### Your assignment:
The listing should be printed again without a single change.

### Data provided:
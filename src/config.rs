use anyhow::{Context, Result};
use std::env;

const DEFAULT_WEB_URL: &str = "https://cloud.189.cn";
const DEFAULT_UPLOAD_URL: &str = "https://upload.cloud.189.cn";
const DEFAULT_MOBILE_URL: &str = "https://m.cloud.189.cn";
const DEFAULT_TIMEOUT_SECS: u64 = 300;
const DEFAULT_MAX_PAGES: usize = 1000;
const DEFAULT_MAX_SESSION_RETRIES: usize = 1;

/// Configuration for the Cloud189 client
#[derive(Debug, Clone)]
pub struct Config {
    /// Value of the `COOKIE_LOGIN_USER` cookie, used to re-establish sessions
    pub cookie: Option<String>,
    pub session_key: Option<String>,
    pub web_url: String,
    pub upload_url: String,
    pub mobile_url: String,
    pub timeout_secs: u64,
    /// Treat malformed listing bodies as empty pages instead of errors
    pub lenient_listing: bool,
    pub max_pages: usize,
    pub max_session_retries: usize,
}

impl Default for Config {
    fn default() -> Self {
        Self {
            cookie: None,
            session_key: None,
            web_url: DEFAULT_WEB_URL.to_string(),
            upload_url: DEFAULT_UPLOAD_URL.to_string(),
            mobile_url: DEFAULT_MOBILE_URL.to_string(),
            timeout_secs: DEFAULT_TIMEOUT_SECS,
            lenient_listing: true,
            max_pages: DEFAULT_MAX_PAGES,
            max_session_retries: DEFAULT_MAX_SESSION_RETRIES,
        }
    }
}

impl Config {
    /// Load configuration from environment variables and .env file
    ///
    /// # Errors
    ///
    /// Returns an error if no credential is configured or a value is invalid
    pub fn from_env() -> Result<Self> {
        dotenv::dotenv().ok(); // Load .env file if it exists

        Self::from_lookup(|key| env::var(key).ok())
    }

    /// Build configuration from an arbitrary key lookup
    pub fn from_lookup<F>(lookup: F) -> Result<Self>
    where
        F: Fn(&str) -> Option<String>,
    {
        let non_empty = |key: &str| lookup(key).filter(|v| !v.trim().is_empty());

        let cookie = non_empty("CLOUD189_COOKIE");
        let session_key = non_empty("CLOUD189_SESSION_KEY");
        if cookie.is_none() && session_key.is_none() {
            anyhow::bail!(
                "Neither CLOUD189_COOKIE nor CLOUD189_SESSION_KEY found in environment. Please set one in .env file"
            );
        }

        let web_url = Self::validate_url(
            "CLOUD189_WEB_URL",
            non_empty("CLOUD189_WEB_URL").unwrap_or_else(|| DEFAULT_WEB_URL.to_string()),
        )?;
        let upload_url = Self::validate_url(
            "CLOUD189_UPLOAD_URL",
            non_empty("CLOUD189_UPLOAD_URL").unwrap_or_else(|| DEFAULT_UPLOAD_URL.to_string()),
        )?;
        let mobile_url = Self::validate_url(
            "CLOUD189_MOBILE_URL",
            non_empty("CLOUD189_MOBILE_URL").unwrap_or_else(|| DEFAULT_MOBILE_URL.to_string()),
        )?;

        let timeout_secs = match non_empty("CLOUD189_TIMEOUT_SECS") {
            Some(v) => v
                .trim()
                .parse::<u64>()
                .with_context(|| format!("CLOUD189_TIMEOUT_SECS '{}' is not a number", v))?,
            None => DEFAULT_TIMEOUT_SECS,
        };

        let lenient_listing = match non_empty("CLOUD189_LENIENT_LISTING") {
            Some(v) => Self::parse_bool("CLOUD189_LENIENT_LISTING", &v)?,
            None => true,
        };

        let max_pages = match non_empty("CLOUD189_MAX_PAGES") {
            Some(v) => Self::parse_cap("CLOUD189_MAX_PAGES", &v)?,
            None => DEFAULT_MAX_PAGES,
        };

        let max_session_retries = match non_empty("CLOUD189_MAX_SESSION_RETRIES") {
            Some(v) => Self::parse_cap("CLOUD189_MAX_SESSION_RETRIES", &v)?,
            None => DEFAULT_MAX_SESSION_RETRIES,
        };

        Ok(Self {
            cookie,
            session_key,
            web_url,
            upload_url,
            mobile_url,
            timeout_secs,
            lenient_listing,
            max_pages,
            max_session_retries,
        })
    }

    /// Validate a base URL and strip its trailing slash
    ///
    /// A bare scheme such as `https://` loses its slashes here and is rejected below.
    fn validate_url(name: &str, url: String) -> Result<String> {
        let url = url.trim().trim_end_matches('/').to_string();

        if !url.starts_with("https://") && !url.starts_with("http://") {
            anyhow::bail!("{} '{}' must start with http:// or https://", name, url);
        }

        if url.contains(char::is_whitespace) {
            anyhow::bail!("{} '{}' contains whitespace", name, url);
        }

        Ok(url)
    }

    fn parse_bool(name: &str, value: &str) -> Result<bool> {
        match value.trim().to_lowercase().as_str() {
            "1" | "true" | "yes" | "on" => Ok(true),
            "0" | "false" | "no" | "off" => Ok(false),
            other => anyhow::bail!("{} '{}' is not a boolean (use true/false)", name, other),
        }
    }

    /// Parse a positive iteration ceiling
    fn parse_cap(name: &str, value: &str) -> Result<usize> {
        let cap = value
            .trim()
            .parse::<usize>()
            .with_context(|| format!("{} '{}' is not a number", name, value))?;
        if cap == 0 {
            anyhow::bail!("{} must be at least 1", name);
        }
        Ok(cap)
    }
}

### Written response:
filename src/config.rs
use anyhow::{Context, Result};
use std::env;

const DEFAULT_WEB_URL: &str = "https://cloud.189.cn";
const DEFAULT_UPLOAD_URL: &str = "https://upload.cloud.189.cn";
const DEFAULT_MOBILE_URL: &str = "https://m.cloud.189.cn";
const DEFAULT_TIMEOUT_SECS: u64 = 300;
const DEFAULT_MAX_PAGES: usize = 1000;
const DEFAULT_MAX_SESSION_RETRIES: usize = 1;

/// Configuration for the Cloud189 client
#[derive(Debug, Clone)]
pub struct Config {
    /// Value of the `COOKIE_LOGIN_USER` cookie, used to re-establish sessions
    pub cookie: Option<String>,
    pub session_key: Option<String>,
    pub web_url: String,
    pub upload_url: String,
    pub mobile_url: String,
    pub timeout_secs: u64,
    /// Treat malformed listing bodies as empty pages instead of errors
    pub lenient_listing: bool,
    pub max_pages: usize,
    pub max_session_retries: usize,
}

impl Default for Config {
    fn default() -> Self {
        Self {
            cookie: None,
            session_key: None,
            web_url: DEFAULT_WEB_URL.to_string(),
            upload_url: DEFAULT_UPLOAD_URL.to_string(),
            mobile_url: DEFAULT_MOBILE_URL.to_string(),
            timeout_secs: DEFAULT_TIMEOUT_SECS,
            lenient_listing: true,
            max_pages: DEFAULT_MAX_PAGES,
            max_session_retries: DEFAULT_MAX_SESSION_RETRIES,
        }
    }
}

impl Config {
    /// Load configuration from environment variables and .env file
    ///
    /// # Errors
    ///
    /// Returns an error if no credential is configured or a value is invalid
    pub fn from_env() -> Result<Self> {
        dotenv::dotenv().ok(); // Load .env file if it exists

        Self::from_lookup(|key| env::var(key).ok())
    }

    /// Build configuration from an arbitrary key lookup
    pub fn from_lookup<F>(lookup: F) -> Result<Self>
    where
        F: Fn(&str) -> Option<String>,
    {
        let non_empty = |key: &str| lookup(key).filter(|v| !v.trim().is_empty());

        let cookie = non_empty("CLOUD189_COOKIE");
        let session_key = non_empty("CLOUD189_SESSION_KEY");
        if cookie.is_none() && session_key.is_none() {
            anyhow::bail!(
                "Neither CLOUD189_COOKIE nor CLOUD189_SESSION_KEY found in environment. Please set one in .env file"
            );
        }

        let web_url = Self::validate_url(
            "CLOUD189_WEB_URL",
            non_empty("CLOUD189_WEB_URL").unwrap_or_else(|| DEFAULT_WEB_URL.to_string()),
        )?;
        let upload_url = Self::validate_url(
            "CLOUD189_UPLOAD_URL",
            non_empty("CLOUD189_UPLOAD_URL").unwrap_or_else(|| DEFAULT_UPLOAD_URL.to_string()),
        )?;
        let mobile_url = Self::validate_url(
            "CLOUD189_MOBILE_URL",
            non_empty("CLOUD189_MOBILE_URL").unwrap_or_else(|| DEFAULT_MOBILE_URL.to_string()),
        )?;

        let timeout_secs = match non_empty("CLOUD189_TIMEOUT_SECS") {
            Some(v) => v
                .trim()
                .parse::<u64>()
                .with_context(|| format!("CLOUD189_TIMEOUT_SECS '{}' is not a number", v))?,
            None => DEFAULT_TIMEOUT_SECS,
        };

        let lenient_listing = match non_empty("CLOUD189_LENIENT_LISTING") {
            Some(v) => Self::parse_bool("CLOUD189_LENIENT_LISTING", &v)?,
            None => true,
        };

        let max_pages = match non_empty("CLOUD189_MAX_PAGES") {
            Some(v) => Self::parse_cap("CLOUD189_MAX_PAGES", &v)?,
            None => DEFAULT_MAX_PAGES,
        };

        let max_session_retries = match non_empty("CLOUD189_MAX_SESSION_RETRIES") {
            Some(v) => Self::parse_cap("CLOUD189_MAX_SESSION_RETRIES", &v)?,
            None => DEFAULT_MAX_SESSION_RETRIES,
        };

        Ok(Self {
            cookie,
            session_key,
            web_url,
            upload_url,
            mobile_url,
            timeout_secs,
            lenient_listing,
            max_pages,
            max_session_retries,
        })
    }

    /// Validate a base URL and strip its trailing slash
    ///
    /// A bare scheme such as `https://` loses its slashes here and is rejected below.
    fn validate_url(name: &str, url: String) -> Result<String> {
        let url = url.trim().trim_end_matches('/').to_string();

        if !url.starts_with("https://") && !url.starts_with("http://") {
            anyhow::bail!("{} '{}' must start with http:// or https://", name, url);
        }

        if url.contains(char::is_whitespace) {
            anyhow::bail!("{} '{}' contains whitespace", name, url);
        }

        Ok(url)
    }

    fn parse_bool(name: &str, value: &str) -> Result<bool> {
        match value.trim().to_lowercase().as_str() {
            "1" | "true" | "yes" | "on" => Ok(true),
            "0" | "false" | "no" | "off" => Ok(false),
            other => anyhow::bail!("{} '{}' is not a boolean (use true/false)", name, other),
        }
    }

    /// Parse a positive iteration ceiling
    fn parse_cap(name: &str, value: &str) -> Result<usize> {
        let cap = value
            .trim()
            .parse::<usize>()
            .with_context(|| format!("{} '{}' is not a number", name, value))?;
        if cap == 0 {
            anyhow::bail!("{} must be at least 1", name);
        }
        Ok(cap)
    }
}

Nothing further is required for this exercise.